Additional Information about Social Work in Long-Term Care Settings

The information above describes the role of social workers who deliver services as contracted providers retained by the facility to address residents’ intensive psychosocial and behavioral health needs on an as needed basis. It is important to recognize that most long-term care facilities also employ their own social worker or social service provider who addresses the ongoing medically-related psychosocial needs of residents and families. Facilities with more than 120 beds are required by federal mandate to employ a full-time qualified social worker, defined as an individual with a bachelor’s degree in social work or a related discipline such as psychology or counseling.

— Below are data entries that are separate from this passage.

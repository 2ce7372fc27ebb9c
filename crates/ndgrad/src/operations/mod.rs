//! Tensor primitives.
//!
//! The gradient rules in [`crate::vjp`] are written exclusively against this
//! surface. Every public function records itself in [`crate::profiling`].
//!
//! ```text
//! elementwise   neg abs sign floor exp log sqrt sin cos tanh sigmoid erf
//!               scale powf | add sub mul div pow maximum minimum
//! compare       greater_than greater_equal less_than less_equal equal where_cond
//! reduce        sum max prod cumsum
//! shape         reshape expand tile permutedims
//! slice         slice pad roll
//! concat        concat split
//! indexing      gather scatter gather_nd scatter_nd_add put_along_axis take_along_axis
//! convert       cast full zeros_like full_like
//! ```

mod compare;
mod concat;
mod convert;
mod elementwise;
mod indexing;
mod permutedims;
mod reduce;
mod shape;
mod slice;

pub use compare::{equal, greater_equal, greater_than, less_equal, less_than, where_cond};
pub use concat::{concat, split};
pub use convert::{cast, full, full_like, zeros_like};
pub use elementwise::{
    abs, add, broadcast_shape, cos, div, erf, exp, floor, log, maximum, minimum, mul, neg, pow,
    powf, scale, sigmoid, sign, sin, sqrt, sub, tanh,
};
pub use indexing::{gather, gather_nd, put_along_axis, scatter, scatter_nd_add, take_along_axis};
pub use permutedims::{inverse_permutation, permutedims, permutedims_into};
pub use reduce::{cumsum, max, prod, sum};
pub use shape::{expand, reshape, tile};
pub(crate) use shape::left_pad;
pub use slice::{pad, roll, slice};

These professionals assess residents’ medically-related psychosocial needs using federally mandated assessment instruments as well as other standardized measures, for example the Geriatric Depression Scale, and incorporate findings into an overall plan of care guiding the resident’s stay in the facility. Supportive counseling and group counseling are often provided for residents with less intensive needs, while a referral to the contracted mental health provider is made for more complex psychiatric conditions. Facility social workers are also responsible for problem resolution, program development, linkage to facility and community resources, advocacy, and discharge planning.